私は、人間の知覚には個人差がかなりあると思っています。そして「気になるところ」が人それぞれ違うとも思います。「滑らかな動き」を気にしてしまう人(ダグラス・トランブルは明らかにそうですね)は、動きによる『滲み』のほうが気になって仕方がないのだと思います。一方で、24fpsと48fpsの差があまり判別できない人も、実はいるのではないでしょうか。1チップのDLPプロジェクターでは、カラーブレイキング(レインボー効果)というものがありますが、これを見ることが出来るのは10人に1人くらいしかいないそうです。いろんな人で見えているものが違う。けれども、技術の普及と共に全員が「同じもの」を見るように条件付けされていくのかもしれません。

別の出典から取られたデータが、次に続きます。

use chrono::{DateTime, Utc};
use serde::{Deserialize, Serialize};
use sqlx::FromRow;
use strum_macros::{AsRefStr, Display, EnumString};

use super::ProgressionError;

/// Versioned progression aggregate for one user
#[derive(Debug, Clone, PartialEq, Eq, FromRow, Serialize, Deserialize)]
pub struct UserProgress {
    pub user_id: String,
    pub gym_id: Option<String>, // Home gym, drives the rank_1 badge
    pub points: i64,
    pub xp: i64,
    pub level: i64,
    pub current_streak: i64,
    pub longest_streak: i64,
    pub total_workouts: i64,
    pub last_check_in_at: Option<DateTime<Utc>>,
    pub version: i64, // Bumped by every successful save
}

impl UserProgress {
    /// Fresh progress for a user who never checked in
    pub fn new(user_id: impl Into<String>, gym_id: Option<String>) -> Self {
        Self {
            user_id: user_id.into(),
            gym_id,
            points: 0,
            xp: 0,
            level: 1,
            current_streak: 0,
            longest_streak: 0,
            total_workouts: 0,
            last_check_in_at: None,
            version: 0,
        }
    }

    /// Checks the aggregate invariants against the given level threshold
    pub fn validate(&self, xp_per_level: i64) -> Result<(), ProgressionError> {
        let counters = [
            ("points", self.points),
            ("xp", self.xp),
            ("current_streak", self.current_streak),
            ("longest_streak", self.longest_streak),
            ("total_workouts", self.total_workouts),
        ];
        if let Some((field, value)) = counters.iter().find(|(_, value)| *value < 0) {
            return Err(ProgressionError::Validation(format!(
                "{} must not be negative, got {}",
                field, value
            )));
        }

        if self.longest_streak < self.current_streak {
            return Err(ProgressionError::Validation(format!(
                "longest_streak {} is below current_streak {}",
                self.longest_streak, self.current_streak
            )));
        }

        let expected_level = self.xp / xp_per_level.max(1) + 1;
        if self.level != expected_level {
            return Err(ProgressionError::Validation(format!(
                "level {} does not match xp {} (expected {})",
                self.level, self.xp, expected_level
            )));
        }

        Ok(())
    }
}

#[derive(
    Debug,
    Clone,
    Copy,
    Default,
    PartialEq,
    Eq,
    Hash,
    Serialize,
    Deserialize,
    Display,
    EnumString,
    AsRefStr,
)]
#[serde(rename_all = "snake_case")]
#[strum(serialize_all = "snake_case")]
pub enum CheckInType {
    #[default]
    Regular,
    Morning,
    Night,
}

/// A check-in not yet persisted
#[derive(Debug, Clone, PartialEq, Eq, Serialize, Deserialize)]
pub struct NewCheckIn {
    pub user_id: String,
    pub gym_id: String,
    pub check_in_type: CheckInType,
    pub points_earned: i64,
    pub occurred_at: DateTime<Utc>,
}

/// Immutable record of a recorded check-in
#[derive(Debug, Clone, PartialEq, Eq, Serialize, Deserialize)]
pub struct CheckInEvent {
    pub id: String,
    pub user_id: String,
    pub gym_id: String,
    pub check_in_type: CheckInType,
    pub points_earned: i64,
    pub occurred_at: DateTime<Utc>,
}

impl CheckInEvent {
    pub fn from_new(id: String, new: NewCheckIn) -> Self {
        Self {
            id,
            user_id: new.user_id,
            gym_id: new.gym_id,
            check_in_type: new.check_in_type,
            points_earned: new.points_earned,
            occurred_at: new.occurred_at,
        }
    }
}

#[derive(
    Debug, Clone, Copy, PartialEq, Eq, Hash, Serialize, Deserialize, Display, EnumString, AsRefStr,
)]
#[serde(rename_all = "snake_case")]
#[strum(serialize_all = "snake_case")]
pub enum ChallengeType {
    /// Check-ins since the start of the current week
    Frequency,
    /// Check-ins since the first day of the current month
    Monthly,
    /// Current streak value
    Streak,
}

#[derive(
    Debug, Clone, Copy, PartialEq, Eq, Serialize, Deserialize, Display, EnumString, AsRefStr,
)]
#[serde(rename_all = "snake_case")]
#[strum(serialize_all = "snake_case")]
pub enum ChallengeStatus {
    Active,
    Inactive,
}

#[derive(Debug, Clone, PartialEq, Eq, Serialize, Deserialize)]
pub struct Challenge {
    pub id: String,
    pub name: String,
    pub challenge_type: ChallengeType,
    pub goal_value: i64,
    pub reward_points: i64,
    pub status: ChallengeStatus,
}

impl Challenge {
    pub fn is_active(&self) -> bool {
        self.status == ChallengeStatus::Active
    }

    pub fn validate(&self) -> Result<(), ProgressionError> {
        if self.goal_value <= 0 {
            return Err(ProgressionError::Validation(format!(
                "challenge {} has non-positive goal_value {}",
                self.id, self.goal_value
            )));
        }
        if self.reward_points < 0 {
            return Err(ProgressionError::Validation(format!(
                "challenge {} has negative reward_points {}",
                self.id, self.reward_points
            )));
        }
        Ok(())
    }
}

#[derive(Debug, Clone, PartialEq, Eq, FromRow, Serialize, Deserialize)]
pub struct UserChallengeProgress {
    pub user_id: String,
    pub challenge_id: String,
    pub progress: i64,
    pub completed: bool,
    pub completed_at: Option<DateTime<Utc>>, // Set once, at the first completion
}

#[derive(
    Debug, Clone, Copy, PartialEq, Eq, Hash, Serialize, Deserialize, Display, EnumString, AsRefStr,
)]
#[serde(rename_all = "snake_case")]
#[strum(serialize_all = "snake_case")]
pub enum BadgeRequirement {
    FirstWorkout,
    Streak,
    TotalWorkouts,
    MorningWorkouts,
    NightWorkouts,
    #[serde(rename = "rank_1")]
    #[strum(to_string = "rank_1")]
    Rank1,
}

#[derive(Debug, Clone, PartialEq, Eq, Serialize, Deserialize)]
pub struct Badge {
    pub id: String,
    pub name: String,
    pub requirement: BadgeRequirement,
    pub requirement_value: i64,
}

#[derive(Debug, Clone, PartialEq, Eq, FromRow, Serialize, Deserialize)]
pub struct UserBadgeUnlock {
    pub user_id: String,
    pub badge_id: String,
    pub unlocked_at: DateTime<Utc>,
}

#[derive(Debug, Clone, PartialEq, Eq, FromRow, Serialize, Deserialize)]
pub struct Gym {
    pub id: String,
    pub name: String,
    pub members_count: i64,
}

#[derive(Debug, Clone, PartialEq, Eq, FromRow, Serialize, Deserialize)]
pub struct Reward {
    pub id: String,
    pub name: String,
    pub points_required: i64,
    pub stock: i64,
}

#[derive(Debug, Clone, PartialEq, Eq, FromRow, Serialize, Deserialize)]
pub struct RankingEntry {
    pub user_id: String,
    pub points: i64,
}

/// One point of the points-evolution chart
#[derive(Debug, Clone, PartialEq, Eq, FromRow, Serialize, Deserialize)]
pub struct PointsSample {
    pub occurred_at: DateTime<Utc>,
    pub points_earned: i64,
}

#[derive(Debug, Clone, Copy, Default, PartialEq, Eq, Serialize, Deserialize)]
pub struct ScoreBreakdown {
    pub base: i64,
    pub streak_bonus: i64,
    pub level_bonus: i64,
    pub total: i64,
}

/// A single challenge or badge that could not be evaluated
#[derive(Debug, Clone, PartialEq, Eq, Serialize)]
pub struct ItemFailure {
    pub item_id: String,
    #[serde(serialize_with = "serialize_error")]
    pub error: ProgressionError,
}

fn serialize_error<S: serde::Serializer>(
    error: &ProgressionError,
    serializer: S,
) -> Result<S::Ok, S::Error> {
    serializer.collect_str(error)
}

impl ItemFailure {
    pub fn new(item_id: impl Into<String>, error: ProgressionError) -> Self {
        Self {
            item_id: item_id.into(),
            error,
        }
    }
}
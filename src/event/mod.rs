// Progression events published after a check-in is processed.
// Subscribers listen per user and never take part in the check-in itself.

pub use bus::EventBus;
pub use events::ProgressionEvent;

mod bus;
mod events;
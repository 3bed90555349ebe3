#![allow(dead_code)]

use async_trait::async_trait;
use chrono::{DateTime, Utc};
use std::collections::{HashMap, HashSet};
use std::sync::atomic::{AtomicBool, AtomicU32, Ordering};
use std::sync::{Arc, Mutex};

use gymrank::{
    progression::{
        Badge, Challenge, CheckInEvent, CheckInType, Gym, NewCheckIn, RankingEntry, Reward,
        UserBadgeUnlock, UserChallengeProgress, UserProgress,
    },
    InMemoryRecordStore, RecordStore, StoreError,
};

// ============================================================================
// Mock Infrastructure
// ============================================================================

/// Wraps the in-memory store and injects failures on demand
pub struct FaultyRecordStore {
    pub inner: Arc<InMemoryRecordStore>,
    transient_progress_reads: AtomicU32,
    conflicting_saves: AtomicU32,
    save_faults: Mutex<HashMap<u32, StoreError>>,
    fail_check_in_insert: AtomicBool,
    fail_counts: AtomicBool,
    failing_badge_unlocks: Mutex<HashSet<String>>,
    failing_challenge_writes: Mutex<HashSet<String>>,
    pub progress_reads: AtomicU32,
    pub save_attempts: AtomicU32,
}

impl FaultyRecordStore {
    pub fn new(inner: InMemoryRecordStore) -> Self {
        Self {
            inner: Arc::new(inner),
            transient_progress_reads: AtomicU32::new(0),
            conflicting_saves: AtomicU32::new(0),
            save_faults: Mutex::new(HashMap::new()),
            fail_check_in_insert: AtomicBool::new(false),
            fail_counts: AtomicBool::new(false),
            failing_badge_unlocks: Mutex::new(HashSet::new()),
            failing_challenge_writes: Mutex::new(HashSet::new()),
            progress_reads: AtomicU32::new(0),
            save_attempts: AtomicU32::new(0),
        }
    }

    /// The next `times` progress reads fail transiently
    pub fn failing_progress_reads(self, times: u32) -> Self {
        self.transient_progress_reads.store(times, Ordering::SeqCst);
        self
    }

    /// The next `times` progress saves lose the version race
    pub fn conflicting_saves(self, times: u32) -> Self {
        self.conflicting_saves.store(times, Ordering::SeqCst);
        self
    }

    /// The `number`-th progress save (1-based, counting every attempt) fails with `error`
    pub fn failing_save(self, number: u32, error: StoreError) -> Self {
        self.save_faults.lock().unwrap().insert(number, error);
        self
    }

    pub fn failing_check_in_insert(self) -> Self {
        self.fail_check_in_insert.store(true, Ordering::SeqCst);
        self
    }

    /// Every check-in count query fails
    pub fn failing_counts(self) -> Self {
        self.fail_counts.store(true, Ordering::SeqCst);
        self
    }

    pub fn failing_badge_unlock(self, badge_id: &str) -> Self {
        self.failing_badge_unlocks
            .lock()
            .unwrap()
            .insert(badge_id.to_string());
        self
    }

    pub fn failing_challenge_write(self, challenge_id: &str) -> Self {
        self.failing_challenge_writes
            .lock()
            .unwrap()
            .insert(challenge_id.to_string());
        self
    }

    fn take(counter: &AtomicU32) -> bool {
        counter
            .fetch_update(Ordering::SeqCst, Ordering::SeqCst, |n| n.checked_sub(1))
            .is_ok()
    }
}

#[async_trait]
impl RecordStore for FaultyRecordStore {
    async fn get_user_progress(&self, user_id: &str) -> Result<UserProgress, StoreError> {
        self.progress_reads.fetch_add(1, Ordering::SeqCst);
        if Self::take(&self.transient_progress_reads) {
            return Err(StoreError::Transient("connection reset".into()));
        }
        self.inner.get_user_progress(user_id).await
    }

    async fn save_user_progress(
        &self,
        progress: &UserProgress,
        expected_version: i64,
    ) -> Result<UserProgress, StoreError> {
        let attempt = self.save_attempts.fetch_add(1, Ordering::SeqCst) + 1;
        let fault = self.save_faults.lock().unwrap().remove(&attempt);
        if let Some(error) = fault {
            return Err(error);
        }
        if Self::take(&self.conflicting_saves) {
            return Err(StoreError::Conflict {
                expected: expected_version,
                actual: expected_version + 1,
            });
        }
        self.inner.save_user_progress(progress, expected_version).await
    }

    async fn insert_check_in(&self, check_in: NewCheckIn) -> Result<CheckInEvent, StoreError> {
        if self.fail_check_in_insert.load(Ordering::SeqCst) {
            return Err(StoreError::Transient("check_ins table unavailable".into()));
        }
        self.inner.insert_check_in(check_in).await
    }

    async fn get_last_check_in(&self, user_id: &str) -> Result<Option<CheckInEvent>, StoreError> {
        self.inner.get_last_check_in(user_id).await
    }

    async fn list_check_ins(
        &self,
        user_id: &str,
        since: Option<DateTime<Utc>>,
        limit: Option<i64>,
    ) -> Result<Vec<CheckInEvent>, StoreError> {
        self.inner.list_check_ins(user_id, since, limit).await
    }

    async fn count_check_ins(
        &self,
        user_id: &str,
        check_in_type: Option<CheckInType>,
        since: Option<DateTime<Utc>>,
    ) -> Result<i64, StoreError> {
        if self.fail_counts.load(Ordering::SeqCst) {
            return Err(StoreError::Transient("count timed out".into()));
        }
        self.inner
            .count_check_ins(user_id, check_in_type, since)
            .await
    }

    async fn list_active_challenges(&self) -> Result<Vec<Challenge>, StoreError> {
        self.inner.list_active_challenges().await
    }

    async fn get_user_challenge_progress(
        &self,
        user_id: &str,
    ) -> Result<Vec<UserChallengeProgress>, StoreError> {
        self.inner.get_user_challenge_progress(user_id).await
    }

    async fn upsert_user_challenge_progress(
        &self,
        progress: &UserChallengeProgress,
    ) -> Result<(), StoreError> {
        if self
            .failing_challenge_writes
            .lock()
            .unwrap()
            .contains(&progress.challenge_id)
        {
            return Err(StoreError::Transient("write timed out".into()));
        }
        self.inner.upsert_user_challenge_progress(progress).await
    }

    async fn list_badges(&self) -> Result<Vec<Badge>, StoreError> {
        self.inner.list_badges().await
    }

    async fn get_user_badge_unlocks(
        &self,
        user_id: &str,
    ) -> Result<Vec<UserBadgeUnlock>, StoreError> {
        self.inner.get_user_badge_unlocks(user_id).await
    }

    async fn insert_user_badge_unlock(
        &self,
        user_id: &str,
        badge_id: &str,
        unlocked_at: DateTime<Utc>,
    ) -> Result<bool, StoreError> {
        if self.failing_badge_unlocks.lock().unwrap().contains(badge_id) {
            return Err(StoreError::Transient("write timed out".into()));
        }
        self.inner
            .insert_user_badge_unlock(user_id, badge_id, unlocked_at)
            .await
    }

    async fn get_ranking(
        &self,
        gym_id: &str,
        since: DateTime<Utc>,
        limit: i64,
    ) -> Result<Vec<RankingEntry>, StoreError> {
        self.inner.get_ranking(gym_id, since, limit).await
    }

    async fn list_rewards(&self) -> Result<Vec<Reward>, StoreError> {
        self.inner.list_rewards().await
    }

    async fn list_gyms(&self) -> Result<Vec<Gym>, StoreError> {
        self.inner.list_gyms().await
    }

    async fn insert_gym(&self, name: &str) -> Result<Gym, StoreError> {
        self.inner.insert_gym(name).await
    }
}
// Library crate for the gymrank progression engine
// This file exposes the public API for the binary and integration tests

pub mod event;
pub mod progression;
pub mod shared;

// Re-export commonly used types for easier access in tests
pub use event::{EventBus, ProgressionEvent};
pub use progression::{
    CheckInOutcome, CheckInRequest, CheckInService, InMemoryRecordStore, PostgresRecordStore,
    ProgressionError, RecordStore, StoreError,
};
pub use shared::EngineConfig;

武田信明氏が「三四郎の乗った汽車」で言及していたことで非常に印象的なことがあります。幕末、万延元年にアメリカに派遣された使節団は、おそらく日本人で初めて長距離の列車に乗った人たちでした。彼らが一様に日記に記しているのは、列車の窓からの風景が「ぼやけて見えない」ということだそうです。窓の外の風景が、速く過ぎ去ってしまって、眼でとらえることができない、という意味です。「世界の車窓から」なんて番組を見ている、今の私たちからは想像できません。それから60年ほど経った、1919年に芥川龍之介が発表した小説「蜜柑」。ここでは、走る汽車の窓から見えた、踏切に立っている子供たちを、そしてその子供たちに向かって投げられた蜜柑を、まるでスローモーションの映画のように描写しています。これは、動く列車の窓からの風景、しかもものすごく短い瞬間に起きることを視覚的にとらえる、ということを読者も共有しているからにほかありません。幕末の使節団から、「蜜柑」までの60年余りの間に、日本人は視覚的な認知能力に変化が起きた、ということなのかもしれません。